On the other hand, Gustafson's law is an optimistic take on Amdahl's law.
So, where Amdahl's law asks for doing the same work faster, Gustafson's law asks for more work to be done in the same time
\begin{formula}[]{Gustafson's law}
    Again, $f$ denotes the non-parallelizable work, $p$ denotes the number of processors and $T_1$ denotes time for one processor, where $T_L$ is the constant time assumed
    \begin{align*}
        W = p(1 - f)T_{L} + fT_{L} \\
        S_p \leq \frac{T_1}{T_P} = f + p(1 - f)
    \end{align*}
\end{formula}
\begin{itemize}
    \item $t_{max} :=$ Time for longest stage in pipeline
    \item \fancydef{Latency} $L$ Sum of all stages in pipeline
    \item \fancydef{Balanced Pipeline} All stages take equally long
    \item \fancydef{Throughput} $\frac{1}{t_{max}}$
\end{itemize}

Time for $i$ iterations $i \cdot t_{max} + (L - t_{max}) = (i - 1) t_{max} + L$

\newsection
\section{Java BS}
\verb|ExecutorService| is not suited to Divide \& Conquer (or any other non-flat structure), we can give it \verb|Callable| (need to implement \verb|call| method, which returns) or a \verb|Runnable| (need to implement \verb|run| method, doesn't return).
We can create an \verb|ExecutorService| using \verb|java.util.concurrent.Executors.newFixedThreadPool(int threads)| and we can add tasks using \verb|ex.submit(Task task)|
When submitting \verb|Callable| to \verb|ExecutorService|, a \verb|Future| is returned (= Promise).
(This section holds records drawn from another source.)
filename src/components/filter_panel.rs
use std::collections::BTreeMap;

use leptos::prelude::*;

use crate::engine::filter::FilterState;

/// Filter controls bound to a [`FilterState`] signal. Every control edits the
/// signal in place; the page derives the visible graph from it.
#[component]
pub fn FilterPanel(
	filter: RwSignal<FilterState>,
	/// Node count per entity type.
	type_counts: BTreeMap<String, usize>,
	relations: Vec<String>,
	max_degree: usize,
	isolate_count: usize,
	#[prop(into)] on_reset: Callback<()>,
) -> impl IntoView {
	let type_boxes = type_counts
		.into_iter()
		.map(|(node_type, count)| {
			let checked = {
				let node_type = node_type.clone();
				move || filter.with(|f| f.selected_types.contains(&node_type))
			};
			let toggle = {
				let node_type = node_type.clone();
				move |_| filter.update(|f| f.toggle_type(&node_type))
			};
			view! {
				<label class="filter-option">
					<input type="checkbox" prop:checked=checked on:change=toggle />
					{format!("{node_type} ({count})")}
				</label>
			}
		})
		.collect_view();

	let relation_boxes = relations
		.into_iter()
		.map(|relation| {
			let checked = {
				let relation = relation.clone();
				move || filter.with(|f| f.selected_relations.contains(&relation))
			};
			let toggle = {
				let relation = relation.clone();
				move |_| filter.update(|f| f.toggle_relation(&relation))
			};
			view! {
				<label class="filter-option">
					<input type="checkbox" prop:checked=checked on:change=toggle />
					{relation}
				</label>
			}
		})
		.collect_view();

	let parse_degree = |raw: String| raw.trim().parse::<usize>().ok();

	view! {
		<aside class="filter-panel">
			<input
				type="search"
				placeholder="Search labels"
				prop:value=move || filter.with(|f| f.search_term.clone())
				on:input=move |ev| {
					let term = event_target_value(&ev);
					filter.update(|f| f.search_term = term);
				}
			/>

			<fieldset>
				<legend>"Types"</legend>
				{type_boxes}
			</fieldset>

			<fieldset>
				<legend>"Relations"</legend>
				{relation_boxes}
			</fieldset>

			<fieldset>
				<legend>{format!("Degree (max {max_degree})")}</legend>
				<input
					type="number"
					min="0"
					prop:value=move || filter.with(|f| f.min_degree.to_string())
					on:change=move |ev| {
						let min = parse_degree(event_target_value(&ev)).unwrap_or(0);
						filter.update(|f| f.min_degree = min);
					}
				/>
				<input
					type="number"
					min="0"
					prop:value=move || {
						filter.with(|f| f.max_degree.map(|m| m.to_string()).unwrap_or_default())
					}
					on:change=move |ev| {
						let max = parse_degree(event_target_value(&ev));
						filter.update(|f| f.max_degree = max);
					}
				/>
			</fieldset>

			<label class="filter-option">
				<input
					type="checkbox"
					prop:checked=move || filter.with(|f| f.show_isolates)
					on:change=move |ev| {
						let show = event_target_checked(&ev);
						filter.update(|f| f.show_isolates = show);
					}
				/>
				{format!("Show isolated nodes ({isolate_count})")}
			</label>

			<button on:click=move |_| on_reset.run(())>"Reset filters"</button>
		</aside>
	}
}
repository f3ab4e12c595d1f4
use fact_graph_canvas::{App, init_logging};

fn main() {
	init_logging();
	leptos::mount::mount_to_body(App)
}
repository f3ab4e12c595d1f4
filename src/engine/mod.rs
//! Browser-independent graph engine: text in, positioned and filtered graph
//! out. Nothing here touches the DOM, so it is tested natively.

/// Per-type colors.
pub mod color;
/// Explorer settings.
pub mod config;
/// Errors at the JSON boundary.
pub mod error;
/// Visible-subgraph queries.
pub mod filter;
/// Force-directed placement.
pub mod layout;
/// Canonical graph shapes.
pub mod model;
/// Backend payloads into one response shape.
pub mod normalize;
/// Fact text parser.
pub mod parser;

pub use config::ExplorerConfig;
pub use error::{EngineError, EngineResult};
pub use filter::{CitationBadge, FilterState, GraphQuery, VisibleGraph};
pub use layout::{Layout, LayoutCache, LayoutConfig, layout_seeded, layout_with_config};
pub use model::{Edge, KnowledgeGraph, Node, ParsedGraphResult, Point, PositionedNode};
pub use normalize::{BackendPayload, FullGraphSnapshot, NormalizedResponse, normalize, normalize_json};
pub use parser::{FactParser, parse};
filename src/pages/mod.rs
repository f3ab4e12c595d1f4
pub mod home;
pub mod not_found;
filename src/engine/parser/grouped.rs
//! Grouped fact layout: a central entity line followed by continuation lines
//! that refer to it implicitly.
//!
//! ```text
//! (org:"Acme") [1]
//! -[OWNS]-> (brand:"Widget") [2]
//! <-[AUDITS]- (org:"Big Four")
//! ```

use super::GraphBuilder;
use super::entity::parse_entity;
use super::lexer::{Direction, Segment, collect_citations, segments};

enum Line<'a> {
	/// A complete `(A) -[R]-> (B)` on one line.
	Triple,
	/// A standalone entity: becomes the new central entity.
	Central(&'a str),
	/// `-[R]-> (B)` or `<-[R]- (B)` hanging off the central entity.
	Continuation {
		label: &'a str,
		direction: Direction,
		entity: &'a str,
	},
	Unknown,
}

fn classify<'a>(segs: &[Segment<'a>]) -> Line<'a> {
	let significant: Vec<&Segment<'a>> = segs
		.iter()
		.filter(|s| !s.is_blank() && !matches!(s, Segment::Citations(_)))
		.collect();
	match significant.as_slice() {
		[Segment::Entity(_), Segment::Relation { .. }, Segment::Entity(_), ..] => Line::Triple,
		[Segment::Entity(entity)] => Line::Central(*entity),
		[
			Segment::Relation { label, direction },
			Segment::Entity(entity),
			..,
		] => Line::Continuation {
			label: *label,
			direction: *direction,
			entity: *entity,
		},
		_ => Line::Unknown,
	}
}

/// Parses grouped lines into `builder`.
///
/// The central entity only changes when a standalone entity line appears; an
/// unparseable standalone line clears it so that following continuations are
/// not attached to the wrong entity.
pub(crate) fn parse_grouped<'a>(lines: impl IntoIterator<Item = &'a str>, builder: &mut GraphBuilder) {
	let mut central: Option<String> = None;

	for raw in lines {
		let line = raw.trim().trim_start_matches([super::BULLET, '*']).trim();
		if line.is_empty() {
			continue;
		}
		let segs = segments(line);
		match classify(&segs) {
			Line::Triple => {
				if !builder.triple(line) {
					builder.skip(line);
				}
			}
			Line::Central(span) => match parse_entity(span) {
				Some(mut node) => {
					node.citation_indices = collect_citations(&segs);
					central = Some(builder.add_node(node));
				}
				None => {
					central = None;
					builder.skip(line);
				}
			},
			Line::Continuation {
				label,
				direction,
				entity,
			} => {
				let (Some(hub), Some(node)) = (central.clone(), parse_entity(entity)) else {
					builder.skip(line);
					continue;
				};
				let other = builder.add_node(node);
				let citations = collect_citations(&segs);
				match direction {
					Direction::Outgoing => builder.add_edge(hub, other, label, citations),
					Direction::Incoming => builder.add_edge(other, hub, label, citations),
				}
			}
			Line::Unknown => builder.skip(line),
		}
	}
}

#[cfg(test)]
mod tests {
	use std::collections::BTreeMap;

	use super::*;

	fn run(text: &str) -> (crate::engine::model::KnowledgeGraph, usize) {
		let sources = BTreeMap::from([(1, "https://a.com".to_string())]);
		let mut builder = GraphBuilder::new(&sources);
		parse_grouped(text.lines(), &mut builder);
		builder.finish()
	}

	#[test]
	fn continuations_attach_to_latest_central() {
		let (graph, skipped) = run(
			"(org:\"Acme\")\n\
			 -[OWNS]-> (brand:\"Widget\") [1]\n\
			 (org:\"Globex\")\n\
			 -[OWNS]-> (brand:\"Gizmo\")\n\
			 <-[SUPPLIES]- (org:\"Initech\")",
		);
		assert_eq!(skipped, 0);
		assert_eq!(graph.edges.len(), 3);
		assert_eq!(graph.edges[0].source_node_id, "org:Acme");
		assert_eq!(graph.edges[0].citation_urls, vec!["https://a.com"]);
		assert_eq!(graph.edges[1].source_node_id, "org:Globex");
		assert_eq!(graph.edges[2].source_node_id, "org:Initech");
		assert_eq!(graph.edges[2].target_node_id, "org:Globex");
	}

	#[test]
	fn continuation_without_central_is_skipped() {
		let (graph, skipped) = run("-[OWNS]-> (brand:\"Widget\")\n(org:\"Acme\")");
		assert!(graph.edges.is_empty());
		assert_eq!(skipped, 1);
		assert_eq!(graph.nodes.len(), 1);
	}

	#[test]
	fn full_triple_lines_do_not_move_the_central_entity() {
		let (graph, _) = run(
			"• (org:\"Acme\")\n\
			 • (a:\"x\") -[R]-> (b:\"y\")\n\
			 • -[OWNS]-> (brand:\"Widget\")",
		);
		assert_eq!(graph.edges.len(), 2);
		assert_eq!(graph.edges[1].source_node_id, "org:Acme");
	}

	#[test]
	fn malformed_central_clears_state() {
		let (graph, skipped) = run("(org:\"Acme\")\n(broken)\n-[OWNS]-> (brand:\"Widget\")");
		assert!(graph.edges.is_empty());
		assert_eq!(skipped, 2);
	}
}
For Divide \& Conquer, use \verb|java.util.concurrent.ForkJoinPool|, to which we submit \verb|RecursiveTask| (returns) or \verb|RecursiveAction| (doesn't return).
\verb|RecursiveTask| and \verb|RecursiveAction| support the following methods:
\begin{itemize}
    \item \verb|compute()| runs the new task in the current thread
    \item \verb|fork()| runs the task in a new thread
    \item \verb|join()| waits for the task to finish (like the \verb|join()| of Threads)
\end{itemize}
To start execution, run \verb|pool.invoke(Task task)| on the \verb|ForkJoinPool|


\newsection
\section{Locking}
For synchronization, we also have \verb|volatile|, which does guarantee that all threads see the value immediately (as the variable is written back to memory immediately and not stored in each Thread's internal cache) and it enforces memory consistency, i.e. instructions are not reordered around such variables.
It however is not atomic and does not guarantee that two consequent accesses (e.g. read and increment) could be reordered / interfered with, just as if we used a normal variable

A sequentially consistent memory model enforces that actions of threads become visible in program order.
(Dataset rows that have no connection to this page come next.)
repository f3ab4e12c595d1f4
//! Visible-subgraph queries over a canonical graph.
//!
//! [`GraphQuery`] computes node degrees once, over the full edge set, so the
//! numbers shown next to a node do not move while the user filters. Every
//! [`GraphQuery::view`] call is a pure function of the graph and the
//! [`FilterState`].

use std::collections::{BTreeMap, BTreeSet, HashMap, HashSet};

use log::trace;
use serde::{Deserialize, Serialize};

use super::model::{Edge, KnowledgeGraph, Node};

/// View-side predicates. Changing it never touches the graph.
#[derive(Clone, Debug, Default, PartialEq, Eq, Serialize, Deserialize)]
#[serde(default, rename_all = "camelCase")]
pub struct FilterState {
	/// Empty means every type.
	pub selected_types: BTreeSet<String>,
	/// Empty means every relation.
	pub selected_relations: BTreeSet<String>,
	/// Case-insensitive substring of the node label.
	pub search_term: String,
	/// Nodes below this full-graph degree are hidden.
	pub min_degree: usize,
	/// `None` means unbounded.
	pub max_degree: Option<usize>,
	/// Show nodes with no edges at all.
	pub show_isolates: bool,
}

impl FilterState {
	/// Adds `node_type` to the selection, or removes it if already selected.
	pub fn toggle_type(&mut self, node_type: &str) {
		toggle(&mut self.selected_types, node_type);
	}

	/// Same as [`toggle_type`](Self::toggle_type) for relation labels.
	pub fn toggle_relation(&mut self, relation: &str) {
		toggle(&mut self.selected_relations, relation);
	}

	fn admits_degree(&self, degree: usize) -> bool {
		degree >= self.min_degree
			&& self.max_degree.is_none_or(|max| degree <= max)
			&& (degree > 0 || self.show_isolates)
	}
}

fn toggle(set: &mut BTreeSet<String>, value: &str) {
	if !set.remove(value) {
		set.insert(value.to_string());
	}
}

/// Citation indices to show on a node badge.
#[derive(Clone, Debug, Default, PartialEq, Eq, Serialize)]
#[serde(rename_all = "camelCase")]
pub struct CitationBadge {
	/// Smallest indices first, at most the display limit.
	pub shown: Vec<u32>,
	/// How many more indices did not fit.
	pub overflow: usize,
}

/// Result of applying a [`FilterState`].
#[derive(Clone, Debug, Default, PartialEq, Serialize)]
#[serde(rename_all = "camelCase")]
pub struct VisibleGraph {
	/// Nodes passing every predicate, in graph order.
	pub visible_nodes: Vec<Node>,
	/// Edges with both endpoints visible and a selected relation.
	pub visible_edges: Vec<Edge>,
	/// Degree of every node in the full graph.
	pub degree_per_node: HashMap<String, usize>,
	/// Nodes of the full graph with degree zero.
	pub isolate_count: usize,
	/// Highest degree in the full graph.
	pub max_degree: usize,
	/// Sorted, distinct relation labels of the full graph.
	pub relation_type_list: Vec<String>,
}

/// A canonical graph plus the reference statistics derived from it.
#[derive(Clone, Debug, Default, PartialEq)]
pub struct GraphQuery {
	graph: KnowledgeGraph,
	degree: HashMap<String, usize>,
	max_degree: usize,
	isolate_count: usize,
	relation_types: Vec<String>,
}

impl GraphQuery {
	/// Indexes `graph`. Degrees count every edge, whatever its relation.
	pub fn new(graph: KnowledgeGraph) -> Self {
		let mut degree: HashMap<String, usize> =
			graph.nodes.iter().map(|n| (n.id.clone(), 0)).collect();
		for edge in &graph.edges {
			*degree.entry(edge.source_node_id.clone()).or_default() += 1;
			*degree.entry(edge.target_node_id.clone()).or_default() += 1;
		}
		let max_degree = degree.values().copied().max().unwrap_or(0);
		let isolate_count = graph
			.nodes
			.iter()
			.filter(|n| degree.get(&n.id).copied().unwrap_or(0) == 0)
			.count();
		let relation_types = graph
			.edges
			.iter()
			.map(|e| e.relation_label.clone())
			.collect::<BTreeSet<_>>()
			.into_iter()
			.collect();
		Self {
			graph,
			degree,
			max_degree,
			isolate_count,
			relation_types,
		}
	}

	/// The unfiltered graph.
	pub fn graph(&self) -> &KnowledgeGraph {
		&self.graph
	}

	/// Full-graph degree of `node_id`; zero for unknown ids.
	pub fn degree(&self, node_id: &str) -> usize {
		self.degree.get(node_id).copied().unwrap_or(0)
	}

	/// Highest degree of any node.
	pub fn max_degree(&self) -> usize {
		self.max_degree
	}

	/// Nodes with no edges.
	pub fn isolate_count(&self) -> usize {
		self.isolate_count
	}

	/// Sorted, distinct relation labels.
	pub fn relation_types(&self) -> &[String] {
		&self.relation_types
	}

	/// Number of nodes per type, over the full graph.
	pub fn type_counts(&self) -> BTreeMap<String, usize> {
		let mut counts = BTreeMap::new();
		for node in &self.graph.nodes {
			*counts.entry(node.node_type.clone()).or_default() += 1;
		}
		counts
	}

	/// A filter that shows everything except isolates, with the degree range
	/// spanning the whole graph.
	pub fn reset_filter(&self) -> FilterState {
		FilterState {
			max_degree: Some(self.max_degree),
			..FilterState::default()
		}
	}

	/// Type, search and degree predicates for one node.
	pub fn is_node_visible(&self, node: &Node, filter: &FilterState) -> bool {
		let type_ok =
			filter.selected_types.is_empty() || filter.selected_types.contains(&node.node_type);
		let term = filter.search_term.trim().to_lowercase();
		let search_ok = term.is_empty() || node.label.to_lowercase().contains(&term);
		type_ok && search_ok && filter.admits_degree(self.degree(&node.id))
	}

	/// Applies `filter`. Relation selection only hides edges, never nodes.
	pub fn view(&self, filter: &FilterState) -> VisibleGraph {
		let visible_nodes: Vec<Node> = self
			.graph
			.nodes
			.iter()
			.filter(|n| self.is_node_visible(n, filter))
			.cloned()
			.collect();
		let visible_ids: HashSet<&str> = visible_nodes.iter().map(|n| n.id.as_str()).collect();
		let visible_edges: Vec<Edge> = self
			.graph
			.edges
			.iter()
			.filter(|e| {
				visible_ids.contains(e.source_node_id.as_str())
					&& visible_ids.contains(e.target_node_id.as_str())
					&& (filter.selected_relations.is_empty()
						|| filter.selected_relations.contains(&e.relation_label))
			})
			.cloned()
			.collect();
		trace!(
			"filter kept {}/{} nodes, {}/{} edges",
			visible_nodes.len(),
			self.graph.nodes.len(),
			visible_edges.len(),
			self.graph.edges.len()
		);
		VisibleGraph {
			visible_nodes,
			visible_edges,
			degree_per_node: self.degree.clone(),
			isolate_count: self.isolate_count,
			max_degree: self.max_degree,
			relation_type_list: self.relation_types.clone(),
		}
	}

	/// Citation badge for one node, over every edge touching it in the full
	/// graph.
	pub fn citation_badge(&self, node_id: &str, limit: usize) -> CitationBadge {
		badge(
			self.graph
				.edges
				.iter()
				.filter(|e| e.touches(node_id))
				.flat_map(|e| e.citation_indices.iter().copied()),
			limit,
		)
	}
}

/// Badges for every node touched by `edges`.
pub fn citation_badges(edges: &[Edge], limit: usize) -> HashMap<String, CitationBadge> {
	let mut per_node: HashMap<&str, BTreeSet<u32>> = HashMap::new();
	for edge in edges {
		for id in [&edge.source_node_id, &edge.target_node_id] {
			per_node
				.entry(id.as_str())
				.or_default()
				.extend(edge.citation_indices.iter().copied());
		}
	}
	per_node
		.into_iter()
		.map(|(id, indices)| (id.to_string(), badge(indices, limit)))
		.collect()
}

fn badge(indices: impl IntoIterator<Item = u32>, limit: usize) -> CitationBadge {
	let all: BTreeSet<u32> = indices.into_iter().collect();
	CitationBadge {
		shown: all.iter().copied().take(limit).collect(),
		overflow: all.len().saturating_sub(limit),
	}
}
use thiserror::Error;

/// Errors at the engine's JSON boundary. Parsing, layout and filtering never
/// fail; only decoding payloads and configuration can.
#[derive(Debug, Error)]
pub enum EngineError {
	/// The backend payload is not valid JSON or has no usable shape.
	#[error("malformed backend payload: {source}")]
	Payload {
		/// Underlying decode error.
		#[source]
		source: serde_json::Error,
	},

	/// A full-graph snapshot did not decode.
	#[error("malformed full-graph snapshot: {source}")]
	Snapshot {
		/// Underlying decode error.
		#[source]
		source: serde_json::Error,
	},

	/// The config file is not valid JSON.
	#[error("malformed explorer config: {source}")]
	ConfigSyntax {
		/// Underlying decode error.
		#[source]
		source: serde_json::Error,
	},

	/// A config value is out of range.
	#[error("invalid explorer config: {field} {reason}")]
	InvalidConfig {
		/// Dotted path of the offending field.
		field: &'static str,
		/// What the value must satisfy.
		reason: &'static str,
	},
}

/// Result alias for fallible engine entry points.
pub type EngineResult<T> = std::result::Result<T, EngineError>;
If we need atomic operations, they are available in \verb|java.util.concurrent.atomic|, e.g. \verb|AtomicInteger|.
These variables provide the following methods: \verb|get()|, \verb|set(E newValue)|, \verb|compareAndSet(E expect, E newValue)| (CAS operation, which sets if the value of the variable is equal to \verb|expect|) and \verb|getAndSet(E newValue)| (Updates \& returns old value).

We also have the TAS (Test And Set) operation, which is, like CAS, provided by Hardware and allows us to test if value is $0$ to set it to $1$ and get a return of \verb|true| if it was zero.

For TAS based locks, use exponential back-off (wait exponentially longer between accesses)


\subsection{Monitors}
Inside \verb|synchronized| blocks, we can use \verb|wait()| (releases lock and waits to be woken again), \verb|notify()| (wakes up \textit{random} Thread) and \verb|notifyAll()| (wakes up all threads). The \verb|wait()| should \textit{always} be inside a for loop, as the condition could be incorrect when the thread is woken.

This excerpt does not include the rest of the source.